Une monnaie unique pour les pays de la CEDEAO aura au moins cinq avantages.

En premier lieu, le développement du commerce intra-régional. Le commerce intra-régional est passé de 4,1% en 1975 à 11% du commerce total de la région en 2006 alors que dans les circuits parallèles, il est estimé entre 30% et 50% (CEDEAO). Les exportations et les importations intra-régionales représentent respectivement 60% et 55% dans l’Union européenne ; 40 et 54% dans l’Alena ; 22% et 18% dans l’Asean ; 19% et 17% dans le Mercosur. Une monnaie unique va élever le niveau du commerce intra-régional, très faible depuis la création de la CECEAO.

En second lieu, la réduction des coûts de transaction. En effet, dans le même espace, cohabitent des monnaies gérées différemment et la convertibilité n’est pas souvent aisée. La monnaie unique va permettre de doter l’espace d’un système de paiement efficace et mettre fin à l’utilisation des monnaies tierces dans les transactions intra-régionales et aux inconvénients qui en résultent. L’adoption de cette monnaie unique, permettra à la CEDEAO, de régler les problèmes de fluctuation des monnaies nationales.

En troisième lieu, la monnaie unique va préserver le tissu productif de la région contre le recours aux dévaluations compétitives. En effet, les pays ne pourront plus dévaluer leur monnaie pour booster la compétitivité de leur économie. En effet, cette politique de dévaluation compétitive désorganise les échanges et réduit en dernier ressort le commerce intra-régional.

En quatrième lieu, la monnaie unique permettra aux pays membres de faire des économies de devises car aux temps présents, 85% des importations de fuel de la Guinée proviennent  du Sénégal et de la Côte d’Ivoire. La Guinée par exemple, pourra faire d’énormes économies de devises une fois l’Eco adopté. Avec la monnaie unique, il y a une élimination des coûts de transactions liés aux opérations de change  et une suppression des risques de change. Une fois le risque de change supprimé, les investisseurs pourront en toute quiétude investir sereinement en zone CEDEAO.

En cinquième lieu, la CEDEAO sera une zone économiquement très forte. En effet, un adage africain dit que : « les brindilles de balais regroupées sont difficiles à rompre d’un coup. Les économies des pays africains souvent tributaires de celles des pays dits développés, pris isolément, ne représentent rien dans la mare qu’est l’économie mondiale.

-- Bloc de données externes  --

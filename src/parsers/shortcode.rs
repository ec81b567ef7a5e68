//! Shortcode parsing
//!
//! Shortcodes are a template mini-language embedded in field values:
//!
//! ```text
//! [handler attr=value]content[/handler]
//! ```
//!
//! A registered handler receives the call (name, attributes, content) and
//! returns replacement text. Content of a regular handler is expanded
//! recursively before the handler runs; a raw handler receives its content
//! verbatim, which is how `[raw]...[/raw]` emits literal shortcode-like
//! text without triggering expansion. Unregistered names pass through
//! untouched.
//!
//! Expansions are cache-eligible keyed by the input text. Cache entries are
//! only invalidated by an explicit clear, never by handler registration
//! changes.

use std::collections::BTreeMap;

use serde_json::Value;
use thiserror::Error;

use crate::storage::cache::{cache_id, CacheGateway};
use crate::storage::config::{Settings, ShortcodesSettings};
use super::markdown::Markdown;

#[derive(Debug, Error)]
pub enum ShortcodeError {
    #[error("Shortcode handler '{0}' failed: {1}")]
    Handler(String, String),
}

/// Source of entry field values for the `[entries_fetch]` handler.
///
/// Implemented by the entries service; a trait keeps the parser free of a
/// dependency on content storage.
pub trait EntrySource {
    /// Returns a field value of the entry with the given id.
    fn field(&self, id: &str, field: &str) -> Option<Value>;
}

/// Services available to shortcode handlers.
pub struct ShortcodeContext<'a> {
    pub settings: &'a Settings,
    pub cache: &'a CacheGateway,
    pub markdown: &'a Markdown,
    pub entries: Option<&'a dyn EntrySource>,
}

/// A parsed shortcode invocation.
#[derive(Debug, Clone, PartialEq)]
pub struct ShortcodeCall {
    pub name: String,
    pub attrs: BTreeMap<String, String>,
    pub content: Option<String>,
}

impl ShortcodeCall {
    /// Returns an attribute value.
    pub fn attr(&self, name: &str) -> Option<&str> {
        self.attrs.get(name).map(String::as_str)
    }

    /// Returns the content, or the empty string when self-closing.
    pub fn content(&self) -> &str {
        self.content.as_deref().unwrap_or("")
    }
}

type HandlerFn =
    Box<dyn Fn(&ShortcodeCall, &ShortcodeContext) -> Result<String, ShortcodeError> + Send + Sync>;

struct Handler {
    func: HandlerFn,
    raw: bool,
}

/// Shortcode parser with a registered handler table.
pub struct Shortcodes {
    handlers: BTreeMap<String, Handler>,
    cache_enabled: bool,
}

impl Shortcodes {
    /// An empty parser with no handlers.
    pub fn new(settings: &ShortcodesSettings) -> Self {
        Self {
            handlers: BTreeMap::new(),
            cache_enabled: settings.cache,
        }
    }

    /// A parser with the built-in handlers whose settings toggle is on.
    pub fn with_builtins(settings: &ShortcodesSettings) -> Self {
        let mut shortcodes = Self::new(settings);
        let handlers = &settings.handlers;

        if handlers.raw.enabled {
            shortcodes.add_raw_handler("raw", |call, _ctx| Ok(call.content().to_string()));
        }

        if handlers.markdown.enabled {
            shortcodes.add_handler("markdown", |call, ctx| {
                Ok(ctx.markdown.parse(call.content(), ctx.cache))
            });
        }

        if handlers.url.enabled {
            shortcodes.add_handler("url", |_call, ctx| Ok(ctx.settings.base_url.clone()));
        }

        if handlers.entries_fetch.enabled {
            shortcodes.add_handler("entries_fetch", |call, ctx| {
                let (Some(id), Some(field)) = (call.attr("id"), call.attr("field")) else {
                    return Ok(String::new());
                };

                let value = ctx.entries.and_then(|entries| entries.field(id, field));

                Ok(match value {
                    Some(Value::String(s)) => s,
                    Some(other) => other.to_string(),
                    None => String::new(),
                })
            });
        }

        shortcodes
    }

    /// Registers a handler. Content is expanded before the handler runs.
    pub fn add_handler<F>(&mut self, name: impl Into<String>, func: F)
    where
        F: Fn(&ShortcodeCall, &ShortcodeContext) -> Result<String, ShortcodeError>
            + Send
            + Sync
            + 'static,
    {
        self.handlers.insert(
            name.into(),
            Handler {
                func: Box::new(func),
                raw: false,
            },
        );
    }

    /// Registers a handler that receives its content verbatim.
    pub fn add_raw_handler<F>(&mut self, name: impl Into<String>, func: F)
    where
        F: Fn(&ShortcodeCall, &ShortcodeContext) -> Result<String, ShortcodeError>
            + Send
            + Sync
            + 'static,
    {
        self.handlers.insert(
            name.into(),
            Handler {
                func: Box::new(func),
                raw: true,
            },
        );
    }

    pub fn has_handler(&self, name: &str) -> bool {
        self.handlers.contains_key(name)
    }

    /// Returns the registered handler names.
    pub fn handler_names(&self) -> Vec<&str> {
        self.handlers.keys().map(String::as_str).collect()
    }

    /// Returns the cache key for an input text.
    pub fn cache_key(input: &str) -> String {
        cache_id("shortcode", input)
    }

    /// Expands shortcodes, consulting the cache.
    ///
    /// A cache hit returns the previously computed expansion
    /// unconditionally.
    pub fn parse(&self, input: &str, ctx: &ShortcodeContext) -> Result<String, ShortcodeError> {
        if !self.cache_enabled {
            return self.process(input, ctx);
        }

        let key = Self::cache_key(input);

        if let Some(Value::String(cached)) = ctx.cache.get(&key) {
            return Ok(cached);
        }

        let output = self.process(input, ctx)?;
        ctx.cache.set(&key, Value::String(output.clone()));

        Ok(output)
    }

    /// Expands shortcodes without consulting the cache.
    pub fn process(&self, input: &str, ctx: &ShortcodeContext) -> Result<String, ShortcodeError> {
        let mut output = String::new();
        let mut rest = input;

        while let Some(open) = rest.find('[') {
            output.push_str(&rest[..open]);
            let tag_start = &rest[open..];

            let Some(tag) = parse_opening_tag(tag_start) else {
                output.push('[');
                rest = &tag_start[1..];
                continue;
            };

            let Some(handler) = self.handlers.get(&tag.name) else {
                output.push('[');
                rest = &tag_start[1..];
                continue;
            };

            let after_tag = &tag_start[tag.len..];

            let call = match find_closing(after_tag, &tag.name) {
                Some(closing) => {
                    let content = if handler.raw {
                        closing.content.to_string()
                    } else {
                        self.process(closing.content, ctx)?
                    };
                    rest = &after_tag[closing.consumed..];
                    ShortcodeCall {
                        name: tag.name,
                        attrs: tag.attrs,
                        content: Some(content),
                    }
                }
                None => {
                    // No closing tag: treat as self-closing.
                    rest = after_tag;
                    ShortcodeCall {
                        name: tag.name,
                        attrs: tag.attrs,
                        content: None,
                    }
                }
            };

            output.push_str(&(handler.func)(&call, ctx)?);
        }

        output.push_str(rest);
        Ok(output)
    }
}

struct OpeningTag {
    name: String,
    attrs: BTreeMap<String, String>,
    /// Byte length of the tag text, including both brackets.
    len: usize,
}

/// Parses an opening tag at the start of `input` (which begins with `[`).
///
/// Returns None for closing tags and anything that is not well-formed,
/// which the caller then emits literally.
fn parse_opening_tag(input: &str) -> Option<OpeningTag> {
    let mut chars = input.char_indices().peekable();
    let (_, bracket) = chars.next()?;
    if bracket != '[' {
        return None;
    }

    // Name
    let mut name = String::new();
    while let Some(&(_, c)) = chars.peek() {
        if c.is_ascii_alphanumeric() || c == '_' {
            name.push(c);
            chars.next();
        } else {
            break;
        }
    }

    if name.is_empty() {
        return None;
    }

    // Attributes
    let mut attrs = BTreeMap::new();

    loop {
        // Skip whitespace
        while chars.peek().is_some_and(|&(_, c)| c.is_whitespace()) {
            chars.next();
        }

        match chars.peek() {
            Some(&(pos, ']')) => {
                return Some(OpeningTag {
                    name,
                    attrs,
                    len: pos + 1,
                });
            }
            Some(&(_, c)) if c.is_ascii_alphanumeric() || c == '_' || c == '-' => {
                let mut attr_name = String::new();
                while let Some(&(_, c)) = chars.peek() {
                    if c.is_ascii_alphanumeric() || c == '_' || c == '-' {
                        attr_name.push(c);
                        chars.next();
                    } else {
                        break;
                    }
                }

                let value = if chars.peek().is_some_and(|&(_, c)| c == '=') {
                    chars.next();
                    match chars.peek() {
                        Some(&(_, quote @ ('"' | '\''))) => {
                            chars.next();
                            let mut value = String::new();
                            loop {
                                match chars.next() {
                                    Some((_, c)) if c == quote => break,
                                    Some((_, c)) => value.push(c),
                                    None => return None,
                                }
                            }
                            value
                        }
                        _ => {
                            let mut value = String::new();
                            while let Some(&(_, c)) = chars.peek() {
                                if c.is_whitespace() || c == ']' {
                                    break;
                                }
                                value.push(c);
                                chars.next();
                            }
                            value
                        }
                    }
                } else {
                    String::new()
                };

                attrs.insert(attr_name, value);
            }
            _ => return None,
        }
    }
}

struct ClosingMatch<'a> {
    /// Text between the opening and closing tags.
    content: &'a str,
    /// Bytes consumed from the haystack, including the closing tag.
    consumed: usize,
}

/// Finds the matching `[/name]` in `haystack`, honoring nested openings
/// of the same name.
fn find_closing<'a>(haystack: &'a str, name: &str) -> Option<ClosingMatch<'a>> {
    let close_pat = format!("[/{}]", name);
    let open_pat = format!("[{}", name);

    let mut depth = 0usize;

    for (i, c) in haystack.char_indices() {
        if c != '[' {
            continue;
        }

        let rest = &haystack[i..];

        if rest.starts_with(&close_pat) {
            if depth == 0 {
                return Some(ClosingMatch {
                    content: &haystack[..i],
                    consumed: i + close_pat.len(),
                });
            }
            depth -= 1;
        } else if rest.starts_with(&open_pat) {
            // Same-name opening only when the name ends at a boundary.
            let boundary = rest[open_pat.len()..].chars().next();
            if boundary.is_some_and(|c| c == ']' || c.is_whitespace()) {
                depth += 1;
            }
        }
    }

    None
}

Cette idée de monnaie unique vient à juste titre et serait l’occasion pour la CEDEAO de s’affirmer dans le monde. La CEDEAO représente aujourd’hui un marché d’environ 391 millions d’habitants et avec un Pib qui s’élève, en 2017, à 565 milliards de dollars US, constituerait une énorme opportunité comparativement aux marchés fragmentés des pays pris individuellement.

 

[1] Le FCFP valait 2,40 FF et le FCFA 1,70 FF.